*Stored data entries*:
»»

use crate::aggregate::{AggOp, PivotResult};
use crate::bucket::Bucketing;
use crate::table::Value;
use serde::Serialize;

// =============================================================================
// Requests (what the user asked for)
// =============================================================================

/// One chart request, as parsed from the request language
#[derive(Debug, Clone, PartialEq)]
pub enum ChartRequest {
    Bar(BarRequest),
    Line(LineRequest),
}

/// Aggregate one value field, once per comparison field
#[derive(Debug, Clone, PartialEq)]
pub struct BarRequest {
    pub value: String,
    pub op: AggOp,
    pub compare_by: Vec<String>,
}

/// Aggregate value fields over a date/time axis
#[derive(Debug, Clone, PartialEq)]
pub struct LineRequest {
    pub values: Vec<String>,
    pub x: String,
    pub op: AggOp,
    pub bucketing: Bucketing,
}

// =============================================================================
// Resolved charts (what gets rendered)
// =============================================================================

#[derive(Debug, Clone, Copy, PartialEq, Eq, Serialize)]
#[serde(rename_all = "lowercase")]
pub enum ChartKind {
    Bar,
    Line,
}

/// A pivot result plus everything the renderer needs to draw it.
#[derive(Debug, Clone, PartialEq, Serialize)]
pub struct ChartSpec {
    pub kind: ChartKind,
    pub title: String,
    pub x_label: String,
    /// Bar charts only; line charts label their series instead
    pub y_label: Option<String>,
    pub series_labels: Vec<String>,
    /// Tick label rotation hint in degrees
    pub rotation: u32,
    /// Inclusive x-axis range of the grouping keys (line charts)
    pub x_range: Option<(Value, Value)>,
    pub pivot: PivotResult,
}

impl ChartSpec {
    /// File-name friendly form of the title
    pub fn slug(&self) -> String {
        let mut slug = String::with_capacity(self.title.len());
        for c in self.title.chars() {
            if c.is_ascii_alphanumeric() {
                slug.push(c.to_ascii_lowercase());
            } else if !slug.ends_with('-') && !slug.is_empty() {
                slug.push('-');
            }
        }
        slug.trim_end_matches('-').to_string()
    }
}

««

*TASK ITEM*: Once you find the line with "pub struct ChartSpec" above, print it and every line after it up to and including the line with "of the title", exactly as written and nothing else.

*SOLUTION TO THIS TASK*:
pub struct ChartSpec {
    pub kind: ChartKind,
    pub title: String,
    pub x_label: String,
    /// Bar charts only; line charts label their series instead
    pub y_label: Option<String>,
    pub series_labels: Vec<String>,
    /// Tick label rotation hint in degrees
    pub rotation: u32,
    /// Inclusive x-axis range of the grouping keys (line charts)
    pub x_range: Option<(Value, Value)>,
    pub pivot: PivotResult,
}

impl ChartSpec {
    /// File-name friendly form of the title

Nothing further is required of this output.